Re: [PATCH v6 19/25] KVM: VMX: Emulate read and write to CET MSRs

From: Maxim Levitsky
Date: Tue Nov 07 2023 - 13:13:07 EST


On Thu, 2023-11-02 at 16:58 -0700, Sean Christopherson wrote:
> On Thu, Nov 02, 2023, Maxim Levitsky wrote:
> > On Wed, 2023-11-01 at 09:31 -0700, Sean Christopherson wrote:
> > > On Tue, Oct 31, 2023, Maxim Levitsky wrote:
> > > > On Thu, 2023-09-14 at 02:33 -0400, Yang Weijiang wrote:
> > > > > Add emulation interface for CET MSR access. The emulation code is split
> > > > > into common part and vendor specific part. The former does common check
> > > > > for MSRs and reads/writes directly from/to XSAVE-managed MSRs via the
> > > > > helpers while the latter accesses the MSRs linked to VMCS fields.
> > > > >
> > > > > Signed-off-by: Yang Weijiang <weijiang.yang@xxxxxxxxx>
> > > > > ---
> > >
> > > ...
> > >
> > > > > + case MSR_IA32_PL0_SSP ... MSR_IA32_PL3_SSP:
> > > > > + case MSR_KVM_SSP:
> > > > > + if (host_msr_reset && kvm_cpu_cap_has(X86_FEATURE_SHSTK))
> > > > > + break;
> > > > > + if (!guest_can_use(vcpu, X86_FEATURE_SHSTK))
> > > > > + return 1;
> > > > > + if (index == MSR_KVM_SSP && !host_initiated)
> > > > > + return 1;
> > > > > + if (is_noncanonical_address(data, vcpu))
> > > > > + return 1;
> > > > > + if (index != MSR_IA32_INT_SSP_TAB && !IS_ALIGNED(data, 4))
> > > > > + return 1;
> > > > > + break;
> > > > Once again I'll prefer to have an ioctl for setting/getting SSP, this will
> > > > make the above code simpler (e.g there will be no need to check that write
> > > > comes from the host/etc).
> > >
> > > I don't think an ioctl() would be simpler overall, especially when factoring in
> > > userspace. With a synthetic MSR, we get the following quite cheaply:
> > >
> > > 1. Enumerating support to userspace.
> > > 2. Save/restore of the value, e.g. for live migration.
> > > 3. Vendor hooks for propagating values to/from the VMCS/VMCB.
> > >
> > > For an ioctl(),
> > > #1 would require a capability, #2 (and #1 to some extent) would
> > > require new userspace flows, and #3 would require new kvm_x86_ops hooks.
> > >
> > > The synthetic MSR adds a small amount of messiness, as does bundling
> > > MSR_IA32_INT_SSP_TAB with the other shadow stack MSRs. The bulk of the mess comes
> > > from the need to allow userspace to write '0' when KVM enumerated supported to
> > > userspace.
> >
> > Let me put it this way - all hacks start like that, and in this case this is API/ABI hack
> > so we will have to live with it forever.
>
> Eh, I don't view it as a hack, at least the kind of hack that has a negative
> connotation. KVM effectively has ~240 MSR indices reserved for whatever KVM
> wants.
This is exactly the problem. These indices are reserved for PV features, not
for fake msrs, and my fear is that once we mix it up, it will be a mess.

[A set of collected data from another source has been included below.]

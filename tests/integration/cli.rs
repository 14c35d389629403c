use crate::common::{NEW_VERSION, OLD_VERSION, SERVICE, TestServer, publish_release, release_archive};
use assert_cmd::Command;
use predicates::prelude::*;
use std::path::{Path, PathBuf};
use steward::test_utils::seed_installation;
use tempfile::TempDir;

fn write_config(dir: &Path, metadata_url: &str) -> PathBuf {
    write_config_with_targets(dir, metadata_url, None)
}

fn write_config_with_targets(dir: &Path, metadata_url: &str, targets_url: Option<&str>) -> PathBuf {
    let path = dir.join("steward.toml");
    let targets = targets_url.map(|url| format!("targets_url = \"{url}\"\n")).unwrap_or_default();
    std::fs::write(
        &path,
        format!(
            "service = \"{SERVICE}\"\ninstall_root = \"install\"\nmetadata_url = \"{metadata_url}\"\n{targets}\n[upgrade]\nrequest_timeout = 10\n"
        ),
    )
    .unwrap();
    path
}

fn steward(config: &Path) -> Command {
    let mut cmd = Command::cargo_bin("steward").unwrap();
    cmd.env_remove("STEWARD_CONFIG").env("NO_COLOR", "1").arg("--config").arg(config);
    cmd
}

#[test]
fn test_help_lists_commands() {
    Command::cargo_bin("steward")
        .unwrap()
        .arg("--help")
        .assert()
        .success()
        .stdout(predicate::str::contains("serve"))
        .stdout(predicate::str::contains("rollback"));
}

#[test]
fn test_missing_config_exits_with_error() {
    let temp = TempDir::new().unwrap();
    steward(&temp.path().join("absent.toml"))
        .arg("status")
        .assert()
        .code(1)
        .stderr(predicate::str::contains("Configuration file not found"));
}

#[test]
fn test_invalid_metadata_url_rejected() {
    let temp = TempDir::new().unwrap();
    let config = write_config(temp.path(), "ftp://updates.example.com");
    steward(&config)
        .arg("status")
        .assert()
        .code(1)
        .stderr(predicate::str::contains("metadata_url must be an http(s) URL"));
}

#[test]
fn test_request_writes_status_file() {
    let temp = TempDir::new().unwrap();
    let config = write_config(temp.path(), "https://updates.example.com/metadata");

    steward(&config)
        .arg("request")
        .assert()
        .success()
        .stdout(predicate::str::contains(r#"{"success":true}"#));

    let status: serde_json::Value = serde_json::from_slice(
        &std::fs::read(temp.path().join("install").join("status.json")).unwrap(),
    )
    .unwrap();
    assert_eq!(status["update_requested"], 1);
    assert_eq!(status["update_available"], 0);
}

#[tokio::test]
async fn test_status_json_reports_installed_version() {
    let temp = TempDir::new().unwrap();
    let config = write_config(temp.path(), "https://updates.example.com/metadata");
    seed_installation(&temp.path().join("install"), SERVICE, b"bin", OLD_VERSION).await.unwrap();

    let output = steward(&config).args(["status", "--json"]).output().unwrap();
    assert!(output.status.success());

    let report: serde_json::Value = serde_json::from_slice(&output.stdout).unwrap();
    assert_eq!(report["service"], SERVICE);
    assert_eq!(report["current"]["version_id"], OLD_VERSION);
    assert_eq!(report["status"]["update_requested"], 0);
}

/// The release is a shell script so the successor launch really succeeds.
#[cfg(unix)]
#[tokio::test(flavor = "multi_thread", worker_threads = 2)]
async fn test_check_request_install_over_http() {
    const SUCCESSOR: &[u8] = b"#!/bin/sh\nexit 0\n";

    let temp = TempDir::new().unwrap();
    let server = TestServer::start().await.unwrap();
    publish_release(&server, NEW_VERSION, &release_archive(SUCCESSOR), None, 1);
    let config = write_config_with_targets(temp.path(), &server.url("/metadata"), Some(&server.url("/targets")));
    let install_root = temp.path().join("install");
    seed_installation(&install_root, SERVICE, b"old", OLD_VERSION).await.unwrap();

    let run = |args: &'static [&'static str]| {
        let config = config.clone();
        tokio::task::spawn_blocking(move || steward(&config).args(args).output().unwrap())
    };

    let check = run(&["check"]).await.unwrap();
    assert!(check.status.success(), "{}", String::from_utf8_lossy(&check.stderr));
    assert!(String::from_utf8_lossy(&check.stdout).contains("Update available"));

    // Without a request the installer does nothing.
    let install = run(&["install"]).await.unwrap();
    assert!(install.status.success());
    assert!(String::from_utf8_lossy(&install.stdout).contains("No update requested"));
    assert_eq!(std::fs::read(install_root.join("active").join(SERVICE)).unwrap(), b"old");

    let request = run(&["request"]).await.unwrap();
    assert!(request.status.success(), "{}", String::from_utf8_lossy(&request.stderr));

    let install = run(&["install"]).await.unwrap();
    assert!(install.status.success(), "{}", String::from_utf8_lossy(&install.stderr));
    assert!(String::from_utf8_lossy(&install.stdout).contains(&format!("Installed {NEW_VERSION}")));
    assert_eq!(std::fs::read(install_root.join("active").join(SERVICE)).unwrap(), SUCCESSOR);
    assert_eq!(std::fs::read(install_root.join("previous").join(SERVICE)).unwrap(), b"old");
}

/// A bad checksum makes `install` exit non-zero and leaves the old binary active.
#[tokio::test(flavor = "multi_thread", worker_threads = 2)]
async fn test_install_reports_checksum_failure() {
    let temp = TempDir::new().unwrap();
    let server = TestServer::start().await.unwrap();
    publish_release(&server, NEW_VERSION, &release_archive(b"new"), Some(&"0".repeat(64)), 1);
    let config = write_config_with_targets(temp.path(), &server.url("/metadata"), Some(&server.url("/targets")));
    let install_root = temp.path().join("install");
    seed_installation(&install_root, SERVICE, b"old", OLD_VERSION).await.unwrap();

    let check_config = config.clone();
    let check = tokio::task::spawn_blocking(move || steward(&check_config).arg("check").output().unwrap())
        .await
        .unwrap();
    assert!(check.status.success(), "{}", String::from_utf8_lossy(&check.stderr));

    let install = tokio::task::spawn_blocking(move || {
        steward(&config).args(["install", "--request"]).output().unwrap()
    })
    .await
    .unwrap();
    assert_eq!(install.status.code(), Some(1));
    let stderr = String::from_utf8_lossy(&install.stderr);
    assert!(stderr.contains("stopped after staging"), "{stderr}");
    assert!(stderr.contains("Checksum mismatch"), "{stderr}");
    assert_eq!(std::fs::read(install_root.join("active").join(SERVICE)).unwrap(), b"old");
}

#[tokio::test]
async fn test_rollback_without_previous_fails() {
    let temp = TempDir::new().unwrap();
    let config = write_config(temp.path(), "https://updates.example.com/metadata");
    seed_installation(&temp.path().join("install"), SERVICE, b"bin", OLD_VERSION).await.unwrap();

    steward(&config)
        .arg("rollback")
        .assert()
        .code(1)
        .stderr(predicate::str::contains("No previous installation"));
}
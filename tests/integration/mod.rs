//! Integration test suite for steward
//!
//! End-to-end tests that drive the update engine against a local HTTP server
//! standing in for the metadata feed and the artifact store, plus tests of the
//! `steward` binary itself.
//!
//! # Running Integration Tests
//!
//! ```bash
//! cargo test --test integration
//! ```
//!
//! # Test Organization
//!
//! - **cli**: the `steward` binary (help, status, request, config errors)
//! - **fetch**: artifact downloads over HTTP (names, status codes, cancellation)
//! - **update_cycle**: check → request → install → handoff → cleanup

mod cli;
mod common;
mod fetch;
mod update_cycle;
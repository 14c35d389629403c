//! Scheduling and network settings for the update engine.
//!
//! Lives under the `[upgrade]` table of the steward configuration file.
//! Every field has a default so the table can be omitted entirely:
//!
//! ```toml
//! [upgrade]
//! check_interval = 60          # seconds between metadata checks
//! install_poll_interval = 5    # seconds between update_requested reads
//! request_timeout = 300        # whole-request timeout for downloads
//! connect_timeout = 10
//! lock_timeout = 30            # wait for the cross-process install lock
//! version_layout = "%Y.%m.%d.%H.%M.%S"
//! startup_check = true
//! ```

use crate::constants::{
    DEFAULT_CHECK_INTERVAL_SECS, DEFAULT_CONNECT_TIMEOUT_SECS, DEFAULT_INSTALL_POLL_INTERVAL_SECS,
    DEFAULT_LOCK_TIMEOUT_SECS, DEFAULT_REQUEST_TIMEOUT_SECS, DEFAULT_VERSION_LAYOUT,
};
use serde::{Deserialize, Serialize};
use std::time::Duration;

/// Configuration for background checks and the foreground installer.
#[derive(Debug, Clone, Serialize, Deserialize, PartialEq, Eq)]
pub struct UpgradeConfig {
    /// Seconds between background metadata checks.
    #[serde(default = "default_check_interval")]
    pub check_interval: u64,

    /// Seconds between reads of the `update_requested` flag.
    #[serde(default = "default_install_poll_interval")]
    pub install_poll_interval: u64,

    /// Whole-request timeout in seconds for every network step.
    #[serde(default = "default_request_timeout")]
    pub request_timeout: u64,

    /// TCP connect timeout in seconds.
    #[serde(default = "default_connect_timeout")]
    pub connect_timeout: u64,

    /// Seconds to wait for the install lock before giving up.
    #[serde(default = "default_lock_timeout")]
    pub lock_timeout: u64,

    /// chrono format string used to parse release versions.
    #[serde(default = "default_version_layout")]
    pub version_layout: String,

    /// Run one check cycle immediately when `serve` starts.
    #[serde(default = "default_startup_check")]
    pub startup_check: bool,
}

impl Default for UpgradeConfig {
    fn default() -> Self {
        Self {
            check_interval: default_check_interval(),
            install_poll_interval: default_install_poll_interval(),
            request_timeout: default_request_timeout(),
            connect_timeout: default_connect_timeout(),
            lock_timeout: default_lock_timeout(),
            version_layout: default_version_layout(),
            startup_check: default_startup_check(),
        }
    }
}

fn default_check_interval() -> u64 {
    DEFAULT_CHECK_INTERVAL_SECS
}

fn default_install_poll_interval() -> u64 {
    DEFAULT_INSTALL_POLL_INTERVAL_SECS
}

fn default_request_timeout() -> u64 {
    DEFAULT_REQUEST_TIMEOUT_SECS
}

fn default_connect_timeout() -> u64 {
    DEFAULT_CONNECT_TIMEOUT_SECS
}

fn default_lock_timeout() -> u64 {
    DEFAULT_LOCK_TIMEOUT_SECS
}

fn default_version_layout() -> String {
    DEFAULT_VERSION_LAYOUT.to_string()
}

fn default_startup_check() -> bool {
    true
}

impl UpgradeConfig {
    /// Create a configuration with default values.
    pub fn new() -> Self {
        Self::default()
    }

    pub fn check_interval(&self) -> Duration {
        Duration::from_secs(self.check_interval)
    }

    pub fn install_poll_interval(&self) -> Duration {
        Duration::from_secs(self.install_poll_interval)
    }

    pub fn request_timeout(&self) -> Duration {
        Duration::from_secs(self.request_timeout)
    }

    pub fn connect_timeout(&self) -> Duration {
        Duration::from_secs(self.connect_timeout)
    }

    pub fn lock_timeout(&self) -> Duration {
        Duration::from_secs(self.lock_timeout)
    }
}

If that was not API/ABI, I wouldn't complain, but since this is API/ABI, I'm afraid
to make a mistake and then be sorry.


> The only weird thing about this one is that it's not accessible from the
> guest. Which I agree is quite weird, but from a code perspective I think it
> works quite well.
>
> > Once there is a precedent, trust me there will be 10s of new 'fake' msrs added, and the
> > interface will become one big mess.
>
> That suggests MSRs aren't already one big mess. :-) I'm somewhat joking, but also
> somewhat serious. I really don't think that adding one oddball synthetic MSR is
> going to meaningfully move the needle on the messiness of MSRs.
>
> Hmm, there probably is a valid slippery slope argument though. As you say, at
> some point, enough state will get shoved into hardware that KVM will need an ever
> growing number of synthetic MSRs to keep pace.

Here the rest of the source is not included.